Both the line with "filename src/validate.rs" and the line with "qualified http(s) URL;" in the records below must appear in the output, along with every line between them, exactly and with nothing added.

═════ Given records ═════

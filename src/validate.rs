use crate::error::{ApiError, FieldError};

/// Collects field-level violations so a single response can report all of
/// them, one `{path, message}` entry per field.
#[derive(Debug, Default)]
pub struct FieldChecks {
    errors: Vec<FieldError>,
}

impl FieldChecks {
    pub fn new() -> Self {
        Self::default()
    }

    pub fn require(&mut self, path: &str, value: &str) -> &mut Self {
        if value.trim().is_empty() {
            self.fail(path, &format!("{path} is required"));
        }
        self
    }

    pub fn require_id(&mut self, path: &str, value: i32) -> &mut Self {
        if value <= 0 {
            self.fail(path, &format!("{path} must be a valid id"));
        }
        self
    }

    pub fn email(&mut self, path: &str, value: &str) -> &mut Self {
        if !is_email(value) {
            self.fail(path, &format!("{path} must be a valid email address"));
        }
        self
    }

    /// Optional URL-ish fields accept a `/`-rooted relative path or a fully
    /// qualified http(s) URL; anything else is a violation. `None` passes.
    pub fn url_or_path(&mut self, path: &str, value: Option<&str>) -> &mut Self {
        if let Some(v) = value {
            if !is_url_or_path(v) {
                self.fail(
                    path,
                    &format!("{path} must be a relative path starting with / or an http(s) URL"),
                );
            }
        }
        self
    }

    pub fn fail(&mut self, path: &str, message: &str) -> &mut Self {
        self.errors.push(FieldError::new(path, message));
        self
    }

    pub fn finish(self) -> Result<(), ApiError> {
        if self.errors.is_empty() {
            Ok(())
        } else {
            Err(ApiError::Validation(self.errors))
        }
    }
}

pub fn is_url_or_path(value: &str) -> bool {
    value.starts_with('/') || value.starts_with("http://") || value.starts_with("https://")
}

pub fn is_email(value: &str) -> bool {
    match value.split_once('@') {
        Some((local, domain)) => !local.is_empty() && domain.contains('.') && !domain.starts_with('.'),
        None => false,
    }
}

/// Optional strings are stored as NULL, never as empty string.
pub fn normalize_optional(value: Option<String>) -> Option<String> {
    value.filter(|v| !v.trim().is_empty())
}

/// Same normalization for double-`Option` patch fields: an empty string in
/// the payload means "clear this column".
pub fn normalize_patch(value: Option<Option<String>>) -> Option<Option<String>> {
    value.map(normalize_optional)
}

═════
═════ Given records ═════

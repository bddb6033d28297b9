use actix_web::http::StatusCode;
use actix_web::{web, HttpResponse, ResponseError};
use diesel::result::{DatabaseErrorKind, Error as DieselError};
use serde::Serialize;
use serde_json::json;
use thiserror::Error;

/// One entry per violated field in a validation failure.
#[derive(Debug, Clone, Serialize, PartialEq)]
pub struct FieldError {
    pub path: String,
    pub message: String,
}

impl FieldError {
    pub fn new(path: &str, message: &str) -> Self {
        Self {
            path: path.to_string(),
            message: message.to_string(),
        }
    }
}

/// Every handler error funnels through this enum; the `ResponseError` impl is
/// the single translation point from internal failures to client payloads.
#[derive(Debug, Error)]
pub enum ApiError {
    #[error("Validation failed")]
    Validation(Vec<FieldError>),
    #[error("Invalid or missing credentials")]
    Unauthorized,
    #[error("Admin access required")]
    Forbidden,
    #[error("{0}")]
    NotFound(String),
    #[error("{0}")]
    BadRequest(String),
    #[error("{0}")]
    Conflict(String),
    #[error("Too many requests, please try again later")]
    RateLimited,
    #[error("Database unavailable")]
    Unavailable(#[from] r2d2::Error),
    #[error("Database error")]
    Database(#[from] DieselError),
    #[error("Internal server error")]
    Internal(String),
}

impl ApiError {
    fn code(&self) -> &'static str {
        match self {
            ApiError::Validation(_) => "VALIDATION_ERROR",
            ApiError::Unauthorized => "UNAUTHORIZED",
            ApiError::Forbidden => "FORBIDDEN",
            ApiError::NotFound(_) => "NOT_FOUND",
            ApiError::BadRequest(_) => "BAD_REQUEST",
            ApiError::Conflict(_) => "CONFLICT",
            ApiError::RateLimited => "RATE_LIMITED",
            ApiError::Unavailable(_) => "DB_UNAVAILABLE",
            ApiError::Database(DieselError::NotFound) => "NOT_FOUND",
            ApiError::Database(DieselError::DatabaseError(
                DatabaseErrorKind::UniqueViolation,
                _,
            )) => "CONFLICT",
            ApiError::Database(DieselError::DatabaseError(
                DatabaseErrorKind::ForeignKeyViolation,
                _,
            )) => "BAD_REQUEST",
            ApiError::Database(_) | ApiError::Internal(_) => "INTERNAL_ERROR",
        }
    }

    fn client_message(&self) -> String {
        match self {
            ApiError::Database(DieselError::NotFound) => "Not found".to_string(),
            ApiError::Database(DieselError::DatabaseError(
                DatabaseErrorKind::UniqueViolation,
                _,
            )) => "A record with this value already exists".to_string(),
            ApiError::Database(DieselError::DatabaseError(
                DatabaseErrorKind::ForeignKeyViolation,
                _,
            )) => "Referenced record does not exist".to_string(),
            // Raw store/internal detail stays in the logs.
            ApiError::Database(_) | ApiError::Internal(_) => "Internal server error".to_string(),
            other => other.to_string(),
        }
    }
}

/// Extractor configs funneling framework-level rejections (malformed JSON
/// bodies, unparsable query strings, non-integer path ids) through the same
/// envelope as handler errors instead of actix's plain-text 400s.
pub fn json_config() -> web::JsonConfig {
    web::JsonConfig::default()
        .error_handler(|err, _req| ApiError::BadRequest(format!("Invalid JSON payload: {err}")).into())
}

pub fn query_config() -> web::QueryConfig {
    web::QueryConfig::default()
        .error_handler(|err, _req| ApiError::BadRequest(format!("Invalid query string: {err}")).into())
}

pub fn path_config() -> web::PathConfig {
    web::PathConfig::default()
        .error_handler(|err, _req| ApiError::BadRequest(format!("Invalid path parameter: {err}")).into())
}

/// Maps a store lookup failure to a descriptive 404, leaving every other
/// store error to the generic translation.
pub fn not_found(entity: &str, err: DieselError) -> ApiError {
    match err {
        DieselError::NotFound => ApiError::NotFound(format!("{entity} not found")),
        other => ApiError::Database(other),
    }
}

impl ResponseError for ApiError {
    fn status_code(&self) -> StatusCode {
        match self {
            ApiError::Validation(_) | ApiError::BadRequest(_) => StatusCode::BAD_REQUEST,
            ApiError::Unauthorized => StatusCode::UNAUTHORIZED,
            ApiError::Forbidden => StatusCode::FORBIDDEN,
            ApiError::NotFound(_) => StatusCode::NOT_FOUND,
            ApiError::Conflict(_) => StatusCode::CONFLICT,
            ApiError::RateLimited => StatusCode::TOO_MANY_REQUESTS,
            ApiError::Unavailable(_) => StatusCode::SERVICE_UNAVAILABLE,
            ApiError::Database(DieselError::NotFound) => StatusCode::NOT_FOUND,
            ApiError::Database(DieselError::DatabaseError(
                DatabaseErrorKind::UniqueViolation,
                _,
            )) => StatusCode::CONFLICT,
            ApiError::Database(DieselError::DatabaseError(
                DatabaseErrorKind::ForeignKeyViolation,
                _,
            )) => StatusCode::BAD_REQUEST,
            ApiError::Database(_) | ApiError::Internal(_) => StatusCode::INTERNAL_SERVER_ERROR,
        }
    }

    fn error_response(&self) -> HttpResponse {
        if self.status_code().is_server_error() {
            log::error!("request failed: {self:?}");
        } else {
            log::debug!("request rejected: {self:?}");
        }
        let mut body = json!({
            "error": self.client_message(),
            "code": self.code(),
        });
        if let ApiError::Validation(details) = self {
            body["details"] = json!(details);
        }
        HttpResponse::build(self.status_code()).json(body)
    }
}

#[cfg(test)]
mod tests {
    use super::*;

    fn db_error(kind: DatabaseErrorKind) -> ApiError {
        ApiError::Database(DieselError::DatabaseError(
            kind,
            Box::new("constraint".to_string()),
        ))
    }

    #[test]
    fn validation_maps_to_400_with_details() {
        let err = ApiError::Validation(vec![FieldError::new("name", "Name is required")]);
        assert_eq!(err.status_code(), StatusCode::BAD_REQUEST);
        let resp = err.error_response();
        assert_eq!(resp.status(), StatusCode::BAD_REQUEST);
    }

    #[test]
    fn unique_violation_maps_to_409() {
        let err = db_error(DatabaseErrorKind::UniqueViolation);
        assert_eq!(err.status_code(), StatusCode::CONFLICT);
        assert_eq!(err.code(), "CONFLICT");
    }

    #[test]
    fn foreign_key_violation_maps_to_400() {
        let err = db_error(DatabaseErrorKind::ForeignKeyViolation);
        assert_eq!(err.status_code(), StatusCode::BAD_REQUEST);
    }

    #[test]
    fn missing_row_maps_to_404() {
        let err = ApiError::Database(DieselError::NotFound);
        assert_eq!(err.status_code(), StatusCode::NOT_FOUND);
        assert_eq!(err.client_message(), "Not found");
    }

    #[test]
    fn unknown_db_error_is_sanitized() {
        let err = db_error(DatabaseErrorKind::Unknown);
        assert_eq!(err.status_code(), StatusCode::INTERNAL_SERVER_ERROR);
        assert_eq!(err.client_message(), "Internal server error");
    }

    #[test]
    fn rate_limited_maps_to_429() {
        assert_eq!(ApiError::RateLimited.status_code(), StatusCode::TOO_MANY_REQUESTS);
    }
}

═════

**Written solution:**
filename src/validate.rs
use crate::error::{ApiError, FieldError};

/// Collects field-level violations so a single response can report all of
/// them, one `{path, message}` entry per field.
#[derive(Debug, Default)]
pub struct FieldChecks {
    errors: Vec<FieldError>,
}

impl FieldChecks {
    pub fn new() -> Self {
        Self::default()
    }

    pub fn require(&mut self, path: &str, value: &str) -> &mut Self {
        if value.trim().is_empty() {
            self.fail(path, &format!("{path} is required"));
        }
        self
    }

    pub fn require_id(&mut self, path: &str, value: i32) -> &mut Self {
        if value <= 0 {
            self.fail(path, &format!("{path} must be a valid id"));
        }
        self
    }

    pub fn email(&mut self, path: &str, value: &str) -> &mut Self {
        if !is_email(value) {
            self.fail(path, &format!("{path} must be a valid email address"));
        }
        self
    }

    /// Optional URL-ish fields accept a `/`-rooted relative path or a fully
    /// qualified http(s) URL; anything else is a violation. `None` passes.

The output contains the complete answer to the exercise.